//! Result types returned by the top-level entry points.

use crate::archive::ProjectArchive;
use crate::error::Diagnostic;
use serde::{Deserialize, Serialize};
use std::fmt::Write as _;

/// How many diagnostics the summary lists before collapsing the rest.
pub const SUMMARY_DIAGNOSTICS: usize = 5;

/// Counters collected over one run.
#[derive(Debug, Clone, Copy, Default, PartialEq, Eq, Serialize, Deserialize)]
pub struct RunStats {
    pub pages_scraped: usize,
    pub pages_skipped: usize,
    /// Image references seen (per page, per document).
    pub images_found: usize,
    /// Distinct images stored after deduplication.
    pub images_downloaded: usize,
    /// References that could not be fetched or failed validation.
    pub images_failed: usize,
}

/// Stats plus every non-fatal problem, in the order they happened.
#[derive(Debug, Clone, Default, PartialEq, Serialize, Deserialize)]
pub struct RunReport {
    pub stats: RunStats,
    pub diagnostics: Vec<Diagnostic>,
    /// The crawl stopped early because the cancel flag was raised.
    pub cancelled: bool,
}

impl RunReport {
    pub fn push(&mut self, diagnostic: Diagnostic) {
        self.diagnostics.push(diagnostic);
    }

    /// Human-readable run-end summary.
    ///
    /// Lists the first [`SUMMARY_DIAGNOSTICS`] problems and the count of the
    /// remaining ones.
    pub fn summary(&self) -> String {
        let s = &self.stats;
        let mut out = String::new();
        let _ = writeln!(out, "Pages scraped:     {}", s.pages_scraped);
        let _ = writeln!(out, "Pages skipped:     {}", s.pages_skipped);
        let _ = writeln!(out, "Images found:      {}", s.images_found);
        let _ = writeln!(out, "Images downloaded: {}", s.images_downloaded);
        let _ = writeln!(out, "Images failed:     {}", s.images_failed);
        if self.cancelled {
            let _ = writeln!(out, "Crawl was cancelled; partial results kept.");
        }
        if !self.diagnostics.is_empty() {
            let _ = writeln!(out, "Problems ({}):", self.diagnostics.len());
            for d in self.diagnostics.iter().take(SUMMARY_DIAGNOSTICS) {
                let _ = writeln!(out, "  - {}", d);
            }
            let rest = self.diagnostics.len().saturating_sub(SUMMARY_DIAGNOSTICS);
            if rest > 0 {
                let _ = writeln!(out, "  ... and {} more", rest);
            }
        }
        out
    }
}

/// Result of structuring a document or harvesting a site.
#[derive(Debug, Clone)]
pub struct RunOutput {
    pub archive: ProjectArchive,
    pub report: RunReport,
}
//! Coercion of the loosely-typed tokens a block-based front end hands over
//! (menu strings, typed-in numbers) into pins and line modes.

use std::{convert::Infallible, fmt, str::FromStr};

use crate::gpio::LineMode;

/// The mode strings offered to callers, in menu order.
pub const MODE_TOKENS: [&str; 3] = ["output high", "output low", "input"];

/// Parses a pin token as a decimal number.
///
/// Surrounding whitespace is ignored and integral floats such as `"3.0"` are
/// accepted. Anything else, including an empty token, yields `None`. The
/// result is not range checked.
///
/// ```rust
/// use pin_sysfs::parse_pin;
///
/// assert_eq!(parse_pin(" 17 "), Some(17));
/// assert_eq!(parse_pin("4.0"), Some(4));
/// assert_eq!(parse_pin("4.5"), None);
/// assert_eq!(parse_pin("led"), None);
/// ```
pub fn parse_pin(token: &str) -> Option<i64> {
    let token = token.trim();
    if let Ok(pin) = token.parse::<i64>() {
        return Some(pin);
    }

    let pin = token.parse::<f64>().ok()?;
    if pin.is_finite() && pin.fract() == 0.0 && pin >= i64::MIN as f64 && pin <= i64::MAX as f64 {
        Some(pin as i64)
    } else {
        None
    }
}

impl LineMode {
    /// Maps a mode token onto a `LineMode`. Unrecognised tokens mean input.
    pub fn from_token(token: &str) -> LineMode {
        match token {
            "output high" => LineMode::OutputHigh,
            "output low" => LineMode::OutputLow,
            _ => LineMode::Input,
        }
    }

    pub fn to_token(&self) -> &'static str {
        match self {
            LineMode::OutputHigh => MODE_TOKENS[0],
            LineMode::OutputLow => MODE_TOKENS[1],
            LineMode::Input => MODE_TOKENS[2],
        }
    }
}

impl FromStr for LineMode {
    type Err = Infallible;

    fn from_str(s: &str) -> Result<Self, Self::Err> {
        Ok(LineMode::from_token(s))
    }
}

impl fmt::Display for LineMode {
    fn fmt(&self, f: &mut fmt::Formatter<'_>) -> fmt::Result {
        f.write_str(self.to_token())
    }
}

# # # #

All the lines of the material above must be given again exactly.

//! Result types returned by the top-level entry points.

use crate::archive::ProjectArchive;
use crate::error::Diagnostic;
use serde::{Deserialize, Serialize};
use std::fmt::Write as _;

/// How many diagnostics the summary lists before collapsing the rest.
pub const SUMMARY_DIAGNOSTICS: usize = 5;

/// Counters collected over one run.
#[derive(Debug, Clone, Copy, Default, PartialEq, Eq, Serialize, Deserialize)]
pub struct RunStats {
    pub pages_scraped: usize,
    pub pages_skipped: usize,
    /// Image references seen (per page, per document).
    pub images_found: usize,
    /// Distinct images stored after deduplication.
    pub images_downloaded: usize,
    /// References that could not be fetched or failed validation.
    pub images_failed: usize,
}

/// Stats plus every non-fatal problem, in the order they happened.
#[derive(Debug, Clone, Default, PartialEq, Serialize, Deserialize)]
pub struct RunReport {
    pub stats: RunStats,
    pub diagnostics: Vec<Diagnostic>,
    /// The crawl stopped early because the cancel flag was raised.
    pub cancelled: bool,
}

impl RunReport {
    pub fn push(&mut self, diagnostic: Diagnostic) {
        self.diagnostics.push(diagnostic);
    }

    /// Human-readable run-end summary.
    ///
    /// Lists the first [`SUMMARY_DIAGNOSTICS`] problems and the count of the
    /// remaining ones.
    pub fn summary(&self) -> String {
        let s = &self.stats;
        let mut out = String::new();
        let _ = writeln!(out, "Pages scraped:     {}", s.pages_scraped);
        let _ = writeln!(out, "Pages skipped:     {}", s.pages_skipped);
        let _ = writeln!(out, "Images found:      {}", s.images_found);
        let _ = writeln!(out, "Images downloaded: {}", s.images_downloaded);
        let _ = writeln!(out, "Images failed:     {}", s.images_failed);
        if self.cancelled {
            let _ = writeln!(out, "Crawl was cancelled; partial results kept.");
        }
        if !self.diagnostics.is_empty() {
            let _ = writeln!(out, "Problems ({}):", self.diagnostics.len());
            for d in self.diagnostics.iter().take(SUMMARY_DIAGNOSTICS) {
                let _ = writeln!(out, "  - {}", d);
            }
            let rest = self.diagnostics.len().saturating_sub(SUMMARY_DIAGNOSTICS);
            if rest > 0 {
                let _ = writeln!(out, "  ... and {} more", rest);
            }
        }
        out
    }
}

/// Result of structuring a document or harvesting a site.
#[derive(Debug, Clone)]
pub struct RunOutput {
    pub archive: ProjectArchive,
    pub report: RunReport,
}
//! Coercion of the loosely-typed tokens a block-based front end hands over
//! (menu strings, typed-in numbers) into pins and line modes.

use std::{convert::Infallible, fmt, str::FromStr};

use crate::gpio::LineMode;

/// The mode strings offered to callers, in menu order.
pub const MODE_TOKENS: [&str; 3] = ["output high", "output low", "input"];

/// Parses a pin token as a decimal number.
///
/// Surrounding whitespace is ignored and integral floats such as `"3.0"` are
/// accepted. Anything else, including an empty token, yields `None`. The
/// result is not range checked.
///
/// ```rust
/// use pin_sysfs::parse_pin;
///
/// assert_eq!(parse_pin(" 17 "), Some(17));
/// assert_eq!(parse_pin("4.0"), Some(4));
/// assert_eq!(parse_pin("4.5"), None);
/// assert_eq!(parse_pin("led"), None);
/// ```
pub fn parse_pin(token: &str) -> Option<i64> {
    let token = token.trim();
    if let Ok(pin) = token.parse::<i64>() {
        return Some(pin);
    }

    let pin = token.parse::<f64>().ok()?;
    if pin.is_finite() && pin.fract() == 0.0 && pin >= i64::MIN as f64 && pin <= i64::MAX as f64 {
        Some(pin as i64)
    } else {
        None
    }
}

impl LineMode {
    /// Maps a mode token onto a `LineMode`. Unrecognised tokens mean input.
    pub fn from_token(token: &str) -> LineMode {
        match token {
            "output high" => LineMode::OutputHigh,
            "output low" => LineMode::OutputLow,
            _ => LineMode::Input,
        }
    }

    pub fn to_token(&self) -> &'static str {
        match self {
            LineMode::OutputHigh => MODE_TOKENS[0],
            LineMode::OutputLow => MODE_TOKENS[1],
            LineMode::Input => MODE_TOKENS[2],
        }
    }
}

impl FromStr for LineMode {
    type Err = Infallible;

    fn from_str(s: &str) -> Result<Self, Self::Err> {
        Ok(LineMode::from_token(s))
    }
}

impl fmt::Display for LineMode {
    fn fmt(&self, f: &mut fmt::Formatter<'_>) -> fmt::Result {
        f.write_str(self.to_token())
    }
}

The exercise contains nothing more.